You hear Salesforce (and Blackbaud and Microsoft) talk a lot about the “4th industrial revolution,” “machine learning,” and “artificial intelligence.” How Salesforce.org will help translate those ideas into solutions for the nonprofit space is not super-evident to the average listener.

Nonprofits generally don’t want to know how new technological advancements will work in the abstract—they want to see how they are working “in the now.”

The promise of all subscription-based cloud platforms, including Salesforce, is that they will continuously evolve. That the return on investment will keep growing. That we won’t have to install an update—we’ll just see changes rolled out within the context of a constant customer-to-provider feedback loop.
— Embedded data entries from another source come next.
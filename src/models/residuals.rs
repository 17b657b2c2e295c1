//! `residuals` provides simple implicit residual definitions for
//! nonlinear-system tests and examples.

use crate::base::{Factory, OptionSet};
use crate::errors::Result;
use crate::model::{Model, ModelBase, ModelRef, Var, VariableName};
use crate::tensor::primitives::Scalar;
use crate::tensor::Tensor;
use std::cell::RefCell;
use std::rc::Rc;

/// `r = u^2 - f`, with both derivatives computed by automatic
/// differentiation.
pub struct ScalarSquareResidual {
    base: ModelBase,
    u: Var,
    f: Var,
    r: Var,
}

impl ScalarSquareResidual {
    pub fn new(
        base_in: ModelBase,
        variable: VariableName,
        force: VariableName,
        residual: VariableName,
    ) -> Result<Self> {
        let mut base = base_in;
        let u = base.declare_input_variable::<Scalar>(variable)?;
        let f = base.declare_input_variable::<Scalar>(force)?;
        let r = base.declare_output_variable::<Scalar>(residual)?;

        base.request_ad(&r, &u)?;
        base.request_ad_second(&r, &u, &u)?;

        Ok(ScalarSquareResidual { base, u, f, r })
    }
}

impl Model for ScalarSquareResidual {
    fn base(&self) -> &ModelBase {
        &self.base
    }

    fn base_mut(&mut self) -> &mut ModelBase {
        &mut self.base
    }

    fn set_value(&mut self, out: bool, dout: bool, _d2out: bool) -> Result<()> {
        if out {
            let u = self.u.value()?;
            let f = self.f.value()?;
            self.r.set(u.mul(&u)?.sub(&f)?)?;
        }
        if dout {
            // d r / d u comes from the differentiation graph; the
            // forcing term enters linearly.
            self.r.d_assign(&self.f, Tensor::scalar(-1.0))?;
        }
        Ok(())
    }
}

pub(crate) fn ctor(name: &str, options: &OptionSet, factory: &mut Factory) -> Result<ModelRef> {
    let mut base = ModelBase::with_settings(name, factory.settings().clone());
    base.set_defines(true, true, true);
    let variable = VariableName::parse(&options.get_str_or("variable", "state.x"));
    let force = VariableName::parse(&options.get_str_or("force", "forces.f"));
    let residual = VariableName::parse(&options.get_str_or("residual", "residual.x"));
    Ok(Rc::new(RefCell::new(ScalarSquareResidual::new(
        base, variable, force, residual,
    )?)))
}
//! `factory` instantiates models from a parsed input file.
//!
//! The [`Registry`] maps stable type names to constructors; the
//! [`Factory`] resolves model names against the `[Models]` section and
//! guarantees that each requested model is created at most once per
//! load, so a model referenced from several places is shared.

use super::options::OptionSet;
use super::parser::{self, InputFile};
use super::settings::Settings;
use crate::errors::{MateriaError, Result};
use crate::model::{Model, ModelRef};
use indexmap::IndexMap;
use std::collections::BTreeMap;
use std::path::Path;
use tracing::debug;

/// A model constructor: name, options, and the factory for resolving
/// registered and cross-referenced models.
pub type ModelCtor = fn(&str, &OptionSet, &mut Factory) -> Result<ModelRef>;

/// Maps stable type names to model constructors.
#[derive(Default)]
pub struct Registry {
    ctors: BTreeMap<String, ModelCtor>,
}

impl Registry {
    pub fn new() -> Self {
        Self::default()
    }

    /// The registry with every built-in model type.
    pub fn with_builtins() -> Self {
        let mut registry = Self::new();
        crate::models::register_builtins(&mut registry);
        registry
    }

    pub fn register(&mut self, type_name: &str, ctor: ModelCtor) {
        self.ctors.insert(type_name.to_string(), ctor);
    }

    pub fn get(&self, type_name: &str) -> Result<ModelCtor> {
        self.ctors.get(type_name).copied().ok_or_else(|| {
            MateriaError::setup(format!(
                "there is no registered model type named '{}'",
                type_name
            ))
        })
    }

    pub fn type_names(&self) -> impl Iterator<Item = &String> {
        self.ctors.keys()
    }
}

/// Creates models from a parsed input file, at most once each.
pub struct Factory {
    input: InputFile,
    settings: Settings,
    registry: Registry,
    models: IndexMap<String, ModelRef>,
}

impl Factory {
    pub fn new(input: InputFile, registry: Registry) -> Result<Self> {
        let settings = Self::parse_settings(&input)?;
        Ok(Factory {
            input,
            settings,
            registry,
            models: IndexMap::new(),
        })
    }

    fn parse_settings(input: &InputFile) -> Result<Settings> {
        let mut settings = Settings::default();
        if let Some(section) = input.section("Settings") {
            settings.require_double_precision = section
                .options
                .get_bool_or("require_double_precision", true)?;
            settings.disable_jit = section.options.get_bool_or("disable_jit", false)?;
        }
        Ok(settings)
    }

    pub fn settings(&self) -> &Settings {
        &self.settings
    }

    /// The options of a model block in the input file.
    pub fn model_options(&self, name: &str) -> Result<OptionSet> {
        self.input.object_options("Models", name).cloned()
    }

    /// Gets (creating at most once) the model registered under `name`.
    pub fn get_model(&mut self, name: &str) -> Result<ModelRef> {
        if let Some(model) = self.models.get(name) {
            return Ok(model.clone());
        }

        let options = self.model_options(name)?;
        let type_name = options.get_str("type")?.to_string();
        let ctor = self.registry.get(&type_name)?;

        debug!(model = name, model_type = %type_name, "creating model");
        let model = ctor(name, &options, self)?;
        self.models.insert(name.to_string(), model.clone());

        model.borrow_mut().setup()?;
        model.borrow().diagnose()?;
        Ok(model)
    }
}

/// Loads an input file into a factory with the built-in registry.
pub fn load_input(path: impl AsRef<Path>) -> Result<Factory> {
    let path = path.as_ref();
    let text = std::fs::read_to_string(path).map_err(|e| {
        MateriaError::io(format!("cannot read input file '{}': {}", path.display(), e))
    })?;
    let input = parser::parse(&text)?;
    Factory::new(input, Registry::with_builtins())
}

/// Convenience: loads an input file and gets one model from it.
pub fn load_model(path: impl AsRef<Path>, name: &str) -> Result<ModelRef> {
    load_input(path)?.get_model(name)
}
We know things like artificial intelligence are coming to all major cloud platforms, with Salesforce being no exception. In fact, they are already so embedded in our personal lives through consumer technologies (Google, Amazon, Uber, etc.) that we simply take them for granted. Eventually, we’ll do the same with commercial products such as Salesforce leveraged by nonprofits.

Salesforce.org is transforming—results yet to be determined.

Salesforce.org is being reflective about the big picture and focusing on authentic listening within the community. That is the big news, and it is also good news. While touting the power of the Salesforce platform and the success of Salesforce.org, Rob was also candid about mistakes and lessons learned.

It’s appropriate for Salesforce.org to “take a step back” at this juncture. They’ve had some large successes and some failures, and everything in between. Now is the time to reevaluate and plan for the future, and it seems like that is beginning to happen.

Salesforce.org can cause large disruptions in the nonprofit space for good or for ill. In moving towards knowledgeably building and serving a community, Salesforce.org is going in the right direction. If they are successful, great things will happen!

Need More Expertise?

Are you looking for an assessment and roadmap to ensure your organization is considering your business needs to software investments with long-term strategic value? Or perhaps you’re ready to have a conversation about a software selection process? Learn more about our Nonprofit Constituent Relationship Management (CRM) solutions here. Whatever your nonprofit technology consulting needs, Build is here to help.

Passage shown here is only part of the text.